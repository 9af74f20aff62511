use std::sync::mpsc;
use std::thread;
use std::time::Duration;

use crossterm::event::{self, Event, KeyEvent};

use crate::source::SourceOutcome;

pub enum AppEvent {
    Key(KeyEvent),
    Tick,
    Resize(#[allow(dead_code)] u16, #[allow(dead_code)] u16),
    /// Delivered by the question fetch thread once the trivia source
    /// resolves, successfully or via the fallback set. Tagged with the fetch
    /// generation so a late result cannot feed a newer session.
    QuestionsReady(u64, SourceOutcome),
}

pub struct EventHandler {
    rx: mpsc::Receiver<AppEvent>,
    tx: mpsc::Sender<AppEvent>,
}

impl EventHandler {
    pub fn new(tick_rate: Duration) -> Self {
        let (tx, rx) = mpsc::channel();
        let input_tx = tx.clone();

        thread::spawn(move || {
            loop {
                if event::poll(tick_rate).unwrap_or(false) {
                    match event::read() {
                        Ok(Event::Key(key)) => {
                            if input_tx.send(AppEvent::Key(key)).is_err() {
                                return;
                            }
                        }
                        Ok(Event::Resize(w, h)) => {
                            if input_tx.send(AppEvent::Resize(w, h)).is_err() {
                                return;
                            }
                        }
                        _ => {}
                    }
                } else if input_tx.send(AppEvent::Tick).is_err() {
                    return;
                }
            }
        });

        Self { rx, tx }
    }

    /// Channel end for producers outside the input thread, i.e. the question
    /// fetch.
    pub fn sender(&self) -> mpsc::Sender<AppEvent> {
        self.tx.clone()
    }

    pub fn next(&self) -> anyhow::Result<AppEvent> {
        Ok(self.rx.recv()?)
    }
}
pub mod fallback;
pub mod opentdb;

use std::time::Duration;

use rand::Rng;
use serde::{Deserialize, Serialize};
use thiserror::Error;

use crate::config::QuizConfig;

/// One multiple-choice question. Prompt and answers keep whatever markup the
/// trivia API returned; interpretation happens at render time.
#[derive(Clone, Debug, PartialEq, Eq, Serialize, Deserialize)]
#[serde(rename_all = "camelCase")]
pub struct Question {
    pub prompt: String,
    pub correct_answer: String,
    pub options: Vec<String>,
    pub category: String,
    pub difficulty: String,
}

#[derive(Debug, Error)]
pub enum SourceError {
    #[cfg(feature = "network")]
    #[error("request failed: {0}")]
    Http(#[from] reqwest::Error),
    #[error("trivia API returned HTTP {0}")]
    Status(u16),
    #[error("malformed trivia API response: {0}")]
    Parse(#[from] serde_json::Error),
    #[error("trivia API returned no questions")]
    Empty,
    #[cfg(not(feature = "network"))]
    #[error("built without network support")]
    Disabled,
}

/// What the adapter hands to the session: questions to run with, plus the
/// reason the built-in set was substituted, if it was. A failed fetch is
/// never fatal.
#[derive(Debug)]
pub struct SourceOutcome {
    pub questions: Vec<Question>,
    pub fallback_reason: Option<SourceError>,
}

impl SourceOutcome {
    pub fn used_fallback(&self) -> bool {
        self.fallback_reason.is_some()
    }
}

pub fn load(config: &QuizConfig, timeout: Duration, rng: &mut impl Rng) -> SourceOutcome {
    match opentdb::fetch(config, timeout, rng) {
        Ok(questions) => SourceOutcome {
            questions,
            fallback_reason: None,
        },
        Err(err) => SourceOutcome {
            questions: fallback::question_set(),
            fallback_reason: Some(err),
        },
    }
}

/// Insert the correct answer at a uniformly random position among the
/// distractors. Non-deterministic unless a seeded rng is injected.
pub fn place_answer(correct: &str, incorrect: &[String], rng: &mut impl Rng) -> Vec<String> {
    let mut options: Vec<String> = incorrect.to_vec();
    let slot = rng.gen_range(0..=options.len());
    options.insert(slot, correct.to_string());
    options
}

#[cfg(test)]
mod tests {
    use super::*;
    use rand::SeedableRng;
    use rand::rngs::SmallRng;

    fn distractors() -> Vec<String> {
        vec!["one".to_string(), "two".to_string(), "three".to_string()]
    }

    #[test]
    fn place_answer_contains_correct_exactly_once() {
        let mut rng = SmallRng::seed_from_u64(7);
        for _ in 0..50 {
            let options = place_answer("right", &distractors(), &mut rng);
            assert_eq!(options.len(), 4);
            assert_eq!(options.iter().filter(|o| *o == "right").count(), 1);
        }
    }

    #[test]
    fn place_answer_reaches_every_slot() {
        let mut rng = SmallRng::seed_from_u64(42);
        let mut seen = [false; 4];
        for _ in 0..200 {
            let options = place_answer("right", &distractors(), &mut rng);
            let slot = options.iter().position(|o| o == "right").unwrap();
            seen[slot] = true;
        }
        assert!(seen.iter().all(|s| *s));
    }

    #[test]
    fn place_answer_is_deterministic_with_same_seed() {
        let a = place_answer("right", &distractors(), &mut SmallRng::seed_from_u64(3));
        let b = place_answer("right", &distractors(), &mut SmallRng::seed_from_u64(3));
        assert_eq!(a, b);
    }

    #[test]
    fn question_stored_keys_are_camel_case() {
        let question = Question {
            prompt: "2+2=?".to_string(),
            correct_answer: "4".to_string(),
            options: vec!["1".into(), "4".into(), "2".into(), "3".into()],
            category: "Math".to_string(),
            difficulty: "easy".to_string(),
        };
        let json = serde_json::to_string(&question).unwrap();
        assert!(json.contains("\"correctAnswer\":\"4\""));
    }
}
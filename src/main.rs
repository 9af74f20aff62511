mod app;
mod config;
mod event;
mod session;
mod source;
mod stats;
mod store;
mod ui;

use std::io;
use std::time::Duration;

use anyhow::Result;
use clap::Parser;
use crossterm::event::{KeyCode, KeyEvent, KeyEventKind, KeyModifiers};
use crossterm::execute;
use crossterm::terminal::{
    EnterAlternateScreen, LeaveAlternateScreen, disable_raw_mode, enable_raw_mode,
};
use ratatui::Terminal;
use ratatui::backend::CrosstermBackend;
use ratatui::layout::{Alignment, Constraint, Direction, Layout};
use ratatui::style::{Modifier, Style};
use ratatui::text::{Line, Span};
use ratatui::widgets::{Block, Clear, Paragraph};

use app::{App, AppScreen};
use config::Difficulty;
use event::{AppEvent, EventHandler};
use session::quiz::Phase;
use ui::components::home::{HOME_ROWS, HomeView, ROW_START};
use ui::components::progress_bar::ProgressBar;
use ui::components::question_card::QuestionCard;
use ui::components::review_list::ReviewList;
use ui::components::summary::ResultsSummary;
use ui::layout::{AppLayout, centered_rect};

#[derive(Parser)]
#[command(name = "quizzed", version, about = "Terminal trivia quiz with timed questions")]
struct Cli {
    #[arg(short, long, help = "Theme name")]
    theme: Option<String>,

    #[arg(short, long, help = "Number of questions (5, 10, 15 or 20)")]
    questions: Option<u32>,

    #[arg(short, long, help = "Difficulty (any, easy, medium, hard)")]
    difficulty: Option<String>,

    #[arg(long, help = "Open the last results instead of the home screen")]
    results: bool,
}

fn main() -> Result<()> {
    let cli = Cli::parse();

    let events = EventHandler::new(Duration::from_millis(100));
    let mut app = App::new(events.sender());

    if let Some(theme_name) = cli.theme {
        app.set_theme(&theme_name);
    }
    if let Some(questions) = cli.questions {
        app.quiz_config.question_count = questions;
        app.quiz_config.normalize();
    }
    if let Some(name) = cli.difficulty {
        if let Some(difficulty) = Difficulty::from_name(&name) {
            app.quiz_config.difficulty = difficulty;
        }
    }
    if cli.results {
        app.open_results();
    }

    enable_raw_mode()?;
    let mut stdout = io::stdout();
    execute!(stdout, EnterAlternateScreen)?;

    let backend = CrosstermBackend::new(stdout);
    let mut terminal = Terminal::new(backend)?;

    let result = run_app(&mut terminal, &mut app, &events);

    disable_raw_mode()?;
    execute!(terminal.backend_mut(), LeaveAlternateScreen)?;
    terminal.show_cursor()?;

    if let Err(err) = result {
        eprintln!("Error: {err:?}");
    }

    Ok(())
}

fn run_app(
    terminal: &mut Terminal<CrosstermBackend<io::Stdout>>,
    app: &mut App,
    events: &EventHandler,
) -> Result<()> {
    loop {
        terminal.draw(|frame| render(frame, app))?;

        match events.next()? {
            AppEvent::Key(key) => handle_key(app, key),
            AppEvent::Tick => app.on_tick(),
            AppEvent::QuestionsReady(generation, outcome) => {
                app.on_questions_ready(generation, outcome)
            }
            AppEvent::Resize(_, _) => {}
        }

        if app.should_quit {
            return Ok(());
        }
    }
}

fn handle_key(app: &mut App, key: KeyEvent) {
    if key.kind != KeyEventKind::Press {
        return;
    }

    if key.modifiers.contains(KeyModifiers::CONTROL) && key.code == KeyCode::Char('c') {
        app.should_quit = true;
        return;
    }

    match app.screen {
        AppScreen::Home => handle_home_key(app, key),
        AppScreen::Quiz => handle_quiz_key(app, key),
        AppScreen::Results => handle_results_key(app, key),
    }
}

fn handle_home_key(app: &mut App, key: KeyEvent) {
    match key.code {
        KeyCode::Char('q') | KeyCode::Esc => app.should_quit = true,
        KeyCode::Up | KeyCode::Char('k') => {
            if app.home_selected > 0 {
                app.home_selected -= 1;
            }
        }
        KeyCode::Down | KeyCode::Char('j') => {
            if app.home_selected < HOME_ROWS - 1 {
                app.home_selected += 1;
            }
        }
        KeyCode::Left | KeyCode::Char('h') => app.cycle_home_field_backward(),
        KeyCode::Right | KeyCode::Char('l') => app.cycle_home_field_forward(),
        KeyCode::Enter => {
            if app.home_selected == ROW_START {
                app.start_quiz();
            } else {
                app.cycle_home_field_forward();
            }
        }
        KeyCode::Char('s') => app.start_quiz(),
        KeyCode::Char('r') => app.open_results(),
        _ => {}
    }
}

fn handle_quiz_key(app: &mut App, key: KeyEvent) {
    // Confirmation dialog takes priority; the countdown keeps running under it
    if app.abandon_confirm {
        match key.code {
            KeyCode::Char('y') => app.confirm_abandon(),
            KeyCode::Char('n') | KeyCode::Esc => app.cancel_abandon(),
            _ => {}
        }
        return;
    }

    let loading = app
        .session
        .as_ref()
        .is_some_and(|s| s.phase() == Phase::Loading);
    if loading {
        // The machine accepts nothing while the fetch is in flight; leaving
        // the screen just abandons it.
        if matches!(key.code, KeyCode::Esc | KeyCode::Char('q')) {
            app.go_home();
        }
        return;
    }

    match key.code {
        KeyCode::Esc => app.request_abandon(),
        KeyCode::Up | KeyCode::Char('k') => app.move_option_cursor_up(),
        KeyCode::Down | KeyCode::Char('j') => app.move_option_cursor_down(),
        KeyCode::Enter | KeyCode::Char(' ') => app.choose_cursor_option(),
        KeyCode::Char(ch @ '1'..='4') => {
            app.choose_option(ch as usize - '1' as usize);
        }
        KeyCode::Right | KeyCode::Char('n') => app.next_question(),
        KeyCode::Left | KeyCode::Char('p') => app.previous_question(),
        _ => {}
    }
}

fn handle_results_key(app: &mut App, key: KeyEvent) {
    match key.code {
        KeyCode::Char('q') | KeyCode::Esc => app.go_home(),
        KeyCode::Char('r') => app.take_again(),
        KeyCode::Char('s') => app.share_results(),
        KeyCode::Down | KeyCode::Char('j') => app.scroll_review_down(),
        KeyCode::Up | KeyCode::Char('k') => app.scroll_review_up(),
        _ => {}
    }
}

fn render(frame: &mut ratatui::Frame, app: &App) {
    let area = frame.area();
    let colors = &app.theme.colors;

    let bg = Block::default().style(Style::default().bg(colors.bg()));
    frame.render_widget(bg, area);

    match app.screen {
        AppScreen::Home => render_home(frame, app),
        AppScreen::Quiz => render_quiz(frame, app),
        AppScreen::Results => render_results(frame, app),
    }
}

fn render_header(frame: &mut ratatui::Frame, app: &App, area: ratatui::layout::Rect, info: &str) {
    let colors = &app.theme.colors;
    let header = Paragraph::new(Line::from(vec![
        Span::styled(
            " quizzed ",
            Style::default()
                .fg(colors.header_fg())
                .bg(colors.header_bg())
                .add_modifier(Modifier::BOLD),
        ),
        Span::styled(
            info.to_string(),
            Style::default()
                .fg(colors.text_dim())
                .bg(colors.header_bg()),
        ),
    ]))
    .style(Style::default().bg(colors.header_bg()));
    frame.render_widget(header, area);
}

fn render_footer(frame: &mut ratatui::Frame, app: &App, area: ratatui::layout::Rect, hints: &str) {
    let colors = &app.theme.colors;
    let line = if let Some((ref message, _)) = app.flash {
        Line::from(Span::styled(
            format!(" {message}"),
            Style::default().fg(colors.success()),
        ))
    } else {
        Line::from(Span::styled(
            hints.to_string(),
            Style::default().fg(colors.text_dim()),
        ))
    };
    frame.render_widget(Paragraph::new(line), area);
}

fn render_home(frame: &mut ratatui::Frame, app: &App) {
    let layout = AppLayout::new(frame.area());

    let info = format!(
        " High Score {} | Quizzes {}",
        app.stats.high_score, app.stats.total_quizzes
    );
    render_header(frame, app, layout.header, &info);

    let card_area = centered_rect(60, 90, layout.main);
    let home = HomeView {
        config: &app.quiz_config,
        stats: &app.stats,
        selected: app.home_selected,
        has_last_result: app.last_result.is_some(),
        theme: app.theme,
    };
    frame.render_widget(home, card_area);

    render_footer(frame, app, layout.footer, "");
}

fn render_quiz(frame: &mut ratatui::Frame, app: &App) {
    let colors = &app.theme.colors;
    let layout = AppLayout::new(frame.area());

    let info = format!(
        " {} questions | {}",
        app.quiz_config.question_count,
        app.quiz_config.difficulty.label()
    );
    render_header(frame, app, layout.header, &info);

    let Some(ref session) = app.session else {
        return;
    };

    match session.phase() {
        Phase::Loading => {
            let loading = Paragraph::new(vec![
                Line::from(""),
                Line::from(Span::styled(
                    "Loading questions...",
                    Style::default().fg(colors.fg()).add_modifier(Modifier::BOLD),
                )),
                Line::from(Span::styled(
                    "fetching from the Open Trivia Database",
                    Style::default().fg(colors.text_dim()),
                )),
            ])
            .alignment(Alignment::Center);
            frame.render_widget(loading, centered_rect(50, 30, layout.main));
            render_footer(frame, app, layout.footer, " [Esc] Back");
        }
        Phase::Active => {
            let main_layout = Layout::default()
                .direction(Direction::Vertical)
                .constraints([Constraint::Length(3), Constraint::Min(10)])
                .split(layout.main);

            let total = session.questions().len();
            let progress = ProgressBar::new(session.current_index() + 1, total, app.theme);
            frame.render_widget(progress, main_layout[0]);

            let card = QuestionCard::new(session, app.option_cursor, app.theme);
            frame.render_widget(card, main_layout[1]);

            let answered = session.is_answered(session.current_index());
            let hints = if answered {
                " [Right/n] Next  [Left/p] Previous  [1-4/Enter] Change answer  [Esc] Abandon"
            } else {
                " [Up/Down] Highlight  [1-4/Enter] Answer  [Left/p] Previous  [Esc] Abandon"
            };
            render_footer(frame, app, layout.footer, hints);

            if app.abandon_confirm {
                render_abandon_modal(frame, app, session.score(), total);
            }
        }
        Phase::Finished => {}
    }
}

fn render_abandon_modal(frame: &mut ratatui::Frame, app: &App, score: u32, total: usize) {
    let colors = &app.theme.colors;
    let area = centered_rect(40, 25, frame.area());

    frame.render_widget(Clear, area);
    let block = Block::bordered()
        .title(" Abandon Quiz? ")
        .border_style(Style::default().fg(colors.warning()))
        .style(Style::default().bg(colors.bg()));
    let inner = block.inner(area);
    frame.render_widget(block, area);

    let lines = vec![
        Line::from(""),
        Line::from(Span::styled(
            format!("Your current score of {score}/{total} will be final."),
            Style::default().fg(colors.fg()),
        )),
        Line::from(""),
        Line::from(vec![
            Span::styled("[y] Yes, quit    ", Style::default().fg(colors.error())),
            Span::styled("[n] Keep playing", Style::default().fg(colors.success())),
        ]),
    ];
    frame.render_widget(
        Paragraph::new(lines).alignment(Alignment::Center),
        inner,
    );
}

fn render_results(frame: &mut ratatui::Frame, app: &App) {
    let layout = AppLayout::new(frame.area());

    render_header(frame, app, layout.header, " Results");

    let Some(ref record) = app.last_result else {
        return;
    };

    let main_layout = Layout::default()
        .direction(Direction::Vertical)
        .constraints([Constraint::Length(9), Constraint::Min(8)])
        .split(layout.main);

    let summary = ResultsSummary::new(record, app.new_high_score, app.theme);
    frame.render_widget(summary, main_layout[0]);

    let review = ReviewList::new(record, app.review_scroll, app.theme);
    frame.render_widget(review, main_layout[1]);

    render_footer(
        frame,
        app,
        layout.footer,
        " [r] Take Quiz Again  [s] Share  [j/k] Scroll  [q] Home",
    );
}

§ §

Nothing but the lines from the start of the data through the line holding "a newer session." should be restated, and each one exactly.

### [Answer area]
repository 9af74f20aff62511
use std::sync::mpsc;
use std::thread;
use std::time::Duration;

use crossterm::event::{self, Event, KeyEvent};

use crate::source::SourceOutcome;

pub enum AppEvent {
    Key(KeyEvent),
    Tick,
    Resize(#[allow(dead_code)] u16, #[allow(dead_code)] u16),
    /// Delivered by the question fetch thread once the trivia source
    /// resolves, successfully or via the fallback set. Tagged with the fetch
    /// generation so a late result cannot feed a newer session.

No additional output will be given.